Replication Studies, An Inherent Good?

Tuesday, June 12, 2018: 2:10 PM
5001 - Fifth Floor (Rollins School of Public Health)

Presenter: Katherine Lofgren

Co-Author: Ariel Stern

Discussant: Kirk W. Kerr


Scientific and medical research is funded and conducted with the intent to generate actionable evidence. Across a number of fields, the limited reproducibility of results – in particular those results which influence beliefs and policy actions – has emerged as a source of concern. Even in highly controlled pre-clinical and clinical studies, researchers have failed to replicate 89% (47 out of 53) of study results (Begley and Ellis 2012). The response to these alarming findings has been greater advocacy, funding, and research devoted to replication and confirmatory trials. What is lacking from the discussion is a consideration of the opportunity costs associated with diverting more research resources to replication studies. Replication is often treated as an inherent good, a central tenant of the scientific method. We aim to ask: when might replication studies be inefficient (vs. efficient) investments?

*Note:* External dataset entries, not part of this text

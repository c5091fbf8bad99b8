//! Maps exchange/queue/routing-key vocabulary onto NATS subjects and
//! JetStream stream names.

use std::sync::Arc;

use dashmap::DashMap;

/// Placeholder for empty subject tokens (NATS forbids empty tokens)
pub const EMPTY_TOKEN: &str = "--";

/// Subject formatting under an optional namespace.
/// Caches publish subjects since the same few keys repeat per packet.
pub struct SubjectBuilder {
    /// "{ns}." or ""
    prefix: Arc<str>,
    publish_cache: DashMap<(Arc<str>, Arc<str>), Arc<str>>,
}

impl SubjectBuilder {
    pub fn new(namespace: Option<&str>) -> Self {
        let prefix: Arc<str> = match namespace {
            Some(ns) => format!("{}.", sanitize_subject(ns)).into(),
            None => "".into(),
        };
        Self {
            prefix,
            publish_cache: DashMap::new(),
        }
    }

    /// Subject a message published to `exchange` with `routing_key` lands on
    pub fn publish_subject(&self, exchange: &str, routing_key: &str) -> Arc<str> {
        let key: (Arc<str>, Arc<str>) = (exchange.into(), routing_key.into());
        if let Some(cached) = self.publish_cache.get(&key) {
            return Arc::clone(cached.value());
        }

        let subject: Arc<str> = if exchange.is_empty() {
            format!("{}{}", self.prefix, sanitize_subject(routing_key)).into()
        } else {
            format!(
                "{}{}.{}",
                self.prefix,
                sanitize_token(exchange),
                sanitize_subject(routing_key)
            )
            .into()
        };
        self.publish_cache.insert(key, Arc::clone(&subject));
        subject
    }

    /// Subjects captured by the stream backing `exchange`
    pub fn exchange_wildcard(&self, exchange: &str) -> String {
        format!("{}{}.>", self.prefix, sanitize_token(exchange))
    }

    /// Subject a queue bound to the default exchange receives
    pub fn queue_subject(&self, queue: &str) -> String {
        format!("{}{}", self.prefix, sanitize_subject(queue))
    }

    /// Consumer filter for a binding key; AMQP `#` becomes NATS `>`
    pub fn binding_filter(&self, exchange: &str, binding_key: &str) -> String {
        if exchange.is_empty() {
            return self.queue_subject(binding_key);
        }
        let pattern: Vec<&str> = binding_key
            .split('.')
            .map(|tok| match tok {
                "#" => ">",
                "*" => "*",
                "" => EMPTY_TOKEN,
                other => other,
            })
            .collect();
        format!("{}{}.{}", self.prefix, sanitize_token(exchange), pattern.join("."))
    }

    /// JetStream stream name for an exchange or queue
    pub fn stream_name(&self, name: &str) -> String {
        let raw = format!("{}{}", self.prefix, name);
        raw.chars()
            .map(|c| {
                if c.is_ascii_alphanumeric() || c == '-' || c == '_' {
                    c
                } else {
                    '_'
                }
            })
            .collect()
    }
}

/// Sanitize a single token: no separators, wildcards or whitespace
fn sanitize_token(token: &str) -> String {
    if token.is_empty() {
        return EMPTY_TOKEN.to_string();
    }
    token
        .chars()
        .map(|c| match c {
            '.' | '*' | '>' => '_',
            c if c.is_whitespace() => '_',
            c => c,
        })
        .collect()
}

/// Sanitize a dotted key, keeping its token structure
fn sanitize_subject(key: &str) -> String {
    key.split('.').map(sanitize_token).collect::<Vec<_>>().join(".")
}
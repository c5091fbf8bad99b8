//! seis-connector: SeedLink to broker ingress
//!
//! Exit codes: 0 clean shutdown (including an oversized packet),
//! 1 fatal runtime failure, 2 configuration error.

use std::process::ExitCode;
use std::sync::Arc;

use clap::Parser;
use tokio::signal::unix::{signal, SignalKind};
use tokio::sync::watch;
use tracing::{error, info, warn};
use tracing_subscriber::{layer::SubscriberExt, util::SubscriberInitExt};

use seis_connector::{
    Args, BrokerPublisher, PublisherError, ReceiverExit, SeedLinkClient, StreamReceiver,
};
use seis_middleware::{serve_status, NatsConnector, RetryError, ServiceStatus};

const EXIT_FATAL: u8 = 1;
const EXIT_CONFIG: u8 = 2;

fn init_tracing(verbose: u8) {
    let level = match verbose {
        0 => "info",
        1 => "debug",
        _ => "trace",
    };
    tracing_subscriber::registry()
        .with(tracing_subscriber::fmt::layer())
        .with(
            tracing_subscriber::EnvFilter::try_from_default_env()
                .unwrap_or_else(|_| tracing_subscriber::EnvFilter::new(level)),
        )
        .init();
}

/// Flip the shutdown flag on SIGINT or SIGTERM
fn spawn_signal_handler(shutdown_tx: watch::Sender<bool>) -> anyhow::Result<()> {
    let mut sigterm = signal(SignalKind::terminate())?;
    let mut sigint = signal(SignalKind::interrupt())?;
    tokio::spawn(async move {
        tokio::select! {
            _ = sigterm.recv() => info!("SIGTERM received, shutting down"),
            _ = sigint.recv() => info!("SIGINT received, shutting down"),
        }
        shutdown_tx.send(true).ok();
    });
    Ok(())
}

#[tokio::main(flavor = "current_thread")]
async fn main() -> ExitCode {
    let args = Args::parse();
    init_tracing(args.verbose);

    let config = match args.into_config() {
        Ok(config) => config,
        Err(e) => {
            error!(error = %e, "Invalid configuration");
            return ExitCode::from(EXIT_CONFIG);
        }
    };

    match run(config).await {
        Ok(()) => ExitCode::SUCCESS,
        Err(e) => {
            error!(error = %e, "Connector failed");
            ExitCode::from(EXIT_FATAL)
        }
    }
}

async fn run(config: seis_connector::IngressConfig) -> anyhow::Result<()> {
    info!(
        server = %config.seedlink.server,
        broker = %config.broker.endpoint(),
        exchange = %config.publisher.exchange,
        routing_key = %config.publisher.routing_key,
        "Starting seis-connector"
    );

    let (shutdown_tx, shutdown_rx) = watch::channel(false);
    spawn_signal_handler(shutdown_tx)?;

    let connector = Arc::new(NatsConnector::new(config.broker.clone()));
    let mut publisher = BrokerPublisher::new(connector, config.publisher.clone())
        .with_shutdown(shutdown_rx.clone());

    if let Some(addr) = config.metrics_addr {
        let status = ServiceStatus::new("seis-connector", publisher.connected_flag());
        tokio::spawn(async move {
            if let Err(e) = serve_status(addr, status).await {
                error!(addr = %addr, error = %e, "Status server failed");
            }
        });
        info!(addr = %addr, "Status server listening");
    }

    match publisher.connect().await {
        Ok(()) => {}
        Err(PublisherError::Retry(RetryError::Cancelled(_))) => {
            info!("Shutdown requested before broker connection");
            return Ok(());
        }
        Err(e) => {
            warn!(error = %e, "Broker unavailable, packets are dropped until it returns");
        }
    }

    let source = SeedLinkClient::new(config.seedlink.clone(), config.credentials());
    let mut receiver = StreamReceiver::new(source, publisher, config.receiver.clone(), shutdown_rx);

    match receiver.run().await {
        ReceiverExit::Terminated => info!("Receive loop finished"),
        ReceiverExit::Oversized { needed, capacity } => {
            warn!(needed = needed, capacity = capacity, "Stopping after oversized packet");
        }
    }

    receiver.close().await;
    info!("seis-connector stopped");
    Ok(())
}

This project aims to quantitatively estimate the value of replication studies, which in various forms are common components of post-market regulation of new drugs. Such studies are particularly common among targeted therapies that are commercialized based on auxiliary (sometimes called “surrogate”) endpoints.

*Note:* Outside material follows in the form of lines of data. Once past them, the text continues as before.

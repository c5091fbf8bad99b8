//! Broker and reconnect settings shared by both services

use std::time::Duration;

use serde::Deserialize;

pub const DEFAULT_MAX_ATTEMPTS: u32 = 20;

/// Connection parameters for the message broker.
#[derive(Debug, Clone, Deserialize)]
pub struct BrokerConfig {
    pub host: String,
    pub port: u16,
    #[serde(default)]
    pub user: String,
    #[serde(default)]
    pub password: String,
    /// Subject namespace; "" and "/" mean none
    #[serde(default)]
    pub vhost: String,
}

impl BrokerConfig {
    pub fn url(&self) -> String {
        format!("nats://{}:{}", self.host, self.port)
    }

    /// Leading subject namespace token, if any
    pub fn namespace(&self) -> Option<&str> {
        let ns = self.vhost.trim_matches('/');
        if ns.is_empty() {
            None
        } else {
            Some(ns)
        }
    }

    /// host:port for log lines and retry targets
    pub fn endpoint(&self) -> String {
        format!("{}:{}", self.host, self.port)
    }
}

impl Default for BrokerConfig {
    fn default() -> Self {
        Self {
            host: "127.0.0.1".to_string(),
            port: 4222,
            user: String::new(),
            password: String::new(),
            vhost: "/".to_string(),
        }
    }
}

#[derive(Debug, Clone, Copy)]
pub struct RetryConfig {
    /// None retries forever
    pub max_attempts: Option<u32>,
    pub base: Duration,
    pub cap: Duration,
}

impl RetryConfig {
    /// CLI convention: 0 means unlimited.
    pub fn from_max_attempts(max_attempts: u32) -> Self {
        Self {
            max_attempts: (max_attempts > 0).then_some(max_attempts),
            ..Default::default()
        }
    }
}

impl Default for RetryConfig {
    fn default() -> Self {
        Self {
            max_attempts: Some(DEFAULT_MAX_ATTEMPTS),
            base: Duration::from_secs(1),
            cap: Duration::from_secs(60),
        }
    }
}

We argue that replication is not an inherent good; rather, replication and confirmatory studies are only worth the investment when the information gained has the potential to change decision making with benefits to society that outweigh the costs of performing the research. We apply decision science value-of-information methods to generate prescriptive evidence on when to conduct replication studies in both theory and practice. While the applied methods are broadly generalizable, we illustrate our message using the high-cost setting of new drug approval, based on auxiliary endpoints, where billions of dollars and millions of human lives are at stake each year.

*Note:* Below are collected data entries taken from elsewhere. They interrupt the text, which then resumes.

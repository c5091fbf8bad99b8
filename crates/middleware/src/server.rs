//! Liveness, readiness and Prometheus scrape endpoints for the pipeline services

use axum::{
    extract::State,
    http::{header, StatusCode},
    response::IntoResponse,
    routing::get,
    Json, Router,
};
use prometheus::{Encoder, TextEncoder};
use serde::Serialize;
use std::net::SocketAddr;
use std::sync::atomic::{AtomicBool, Ordering};
use std::sync::Arc;
use tokio::net::TcpListener;

const PROMETHEUS_TEXT: &str = "text/plain; version=0.0.4";

#[derive(Debug, Clone, Copy, PartialEq, Eq, Serialize)]
#[serde(rename_all = "lowercase")]
pub enum BrokerLink {
    Up,
    Down,
}

/// Body of `/health` and `/ready`
#[derive(Serialize)]
pub struct StatusReport {
    pub service: String,
    /// Records can flow through this process
    pub ready: bool,
    pub broker: BrokerLink,
}

/// Which service is reporting, and its broker link flag
#[derive(Clone)]
pub struct ServiceStatus {
    pub service: String,
    /// Set by the publisher or consumer as its broker connection comes and goes
    pub broker_link: Arc<AtomicBool>,
}

impl ServiceStatus {
    pub fn new(service: impl Into<String>, broker_link: Arc<AtomicBool>) -> Self {
        Self {
            service: service.into(),
            broker_link,
        }
    }

    fn report(&self) -> StatusReport {
        let up = self.broker_link.load(Ordering::SeqCst);
        StatusReport {
            service: self.service.clone(),
            ready: up,
            broker: if up { BrokerLink::Up } else { BrokerLink::Down },
        }
    }
}

/// The process is running; broker state is informational
async fn liveness(State(status): State<ServiceStatus>) -> Json<StatusReport> {
    Json(status.report())
}

/// 503 while the broker link is down
async fn readiness(State(status): State<ServiceStatus>) -> (StatusCode, Json<StatusReport>) {
    let report = status.report();
    let code = if report.ready {
        StatusCode::OK
    } else {
        StatusCode::SERVICE_UNAVAILABLE
    };
    (code, Json(report))
}

/// Encode the default registry in Prometheus text format
pub fn encode_metrics() -> Result<String, prometheus::Error> {
    let mut buffer = Vec::new();
    TextEncoder::new().encode(&prometheus::gather(), &mut buffer)?;
    String::from_utf8(buffer)
        .map_err(|e| prometheus::Error::Msg(format!("metrics are not UTF-8: {}", e)))
}

async fn scrape() -> impl IntoResponse {
    match encode_metrics() {
        Ok(body) => (StatusCode::OK, [(header::CONTENT_TYPE, PROMETHEUS_TEXT)], body),
        Err(e) => (
            StatusCode::INTERNAL_SERVER_ERROR,
            [(header::CONTENT_TYPE, "text/plain")],
            e.to_string(),
        ),
    }
}

pub fn status_router(status: ServiceStatus) -> Router {
    Router::new()
        .route("/health", get(liveness))
        .route("/ready", get(readiness))
        .route("/metrics", get(scrape))
        .with_state(status)
}

/// Bind `addr` and serve the status endpoints until the task is dropped
pub async fn serve_status(addr: SocketAddr, status: ServiceStatus) -> std::io::Result<()> {
    let listener = TcpListener::bind(addr).await?;
    axum::serve(listener, status_router(status)).await
}

#[cfg(test)]
mod tests {
    use super::*;
    use axum::body::Body;
    use axum::http::Request;
    use tower::ServiceExt;

    fn status(up: bool) -> ServiceStatus {
        ServiceStatus::new("seis-consumer", Arc::new(AtomicBool::new(up)))
    }

    async fn get_json(router: Router, uri: &str) -> (StatusCode, serde_json::Value) {
        let response = router
            .oneshot(Request::builder().uri(uri).body(Body::empty()).unwrap())
            .await
            .unwrap();
        let code = response.status();
        let body = axum::body::to_bytes(response.into_body(), usize::MAX).await.unwrap();
        (code, serde_json::from_slice(&body).unwrap())
    }

    #[tokio::test]
    async fn test_alive_without_broker() {
        let (code, body) = get_json(status_router(status(false)), "/health").await;

        assert_eq!(code, StatusCode::OK);
        assert_eq!(body["service"], "seis-consumer");
        assert_eq!(body["broker"], "down");
        assert_eq!(body["ready"], false);
    }

    #[tokio::test]
    async fn test_ready_tracks_broker_link() {
        let status = status(true);
        let link = Arc::clone(&status.broker_link);

        let (code, body) = get_json(status_router(status.clone()), "/ready").await;
        assert_eq!(code, StatusCode::OK);
        assert_eq!(body["broker"], "up");

        link.store(false, Ordering::SeqCst);
        let (code, body) = get_json(status_router(status), "/ready").await;
        assert_eq!(code, StatusCode::SERVICE_UNAVAILABLE);
        assert_eq!(body["ready"], false);
    }

    #[tokio::test]
    async fn test_scrape_serves_registered_counters() {
        let counter = prometheus::register_int_counter!(
            "seis_middleware_scrape_total",
            "Counter registered for the scrape endpoint"
        )
        .unwrap();
        counter.inc();

        let response = status_router(status(true))
            .oneshot(Request::builder().uri("/metrics").body(Body::empty()).unwrap())
            .await
            .unwrap();
        assert_eq!(response.status(), StatusCode::OK);
        assert_eq!(
            response.headers().get(header::CONTENT_TYPE).unwrap(),
            PROMETHEUS_TEXT
        );

        let body = axum::body::to_bytes(response.into_body(), usize::MAX).await.unwrap();
        let text = String::from_utf8(body.to_vec()).unwrap();
        assert!(text.contains("seis_middleware_scrape_total 1"));
    }
}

We propose an empiric analysis of the U.S. Food and Drug Administration’s required confirmatory studies following “accelerated approval” of new drug-indication pairs to extend this research to a context with real-world regulatory policy implications. In doing so, we ask the question: do confirmatory post-approval studies add value in pharmaceutical regulation? Since its inception in 1992, the Accelerated Approval Program has represented a deviation from the typical pre-market burden of evidence generation for new medicines, a deviation which is intended to be remediated with post-market studies. Where post-market evidence is not adding value, or is generated in ways that are more costly than necessary, this work can provide critical information on how confirmatory study requirements fall short of their intended goals and what potential efficiency gains may be achieved under alternative regulatory requirements.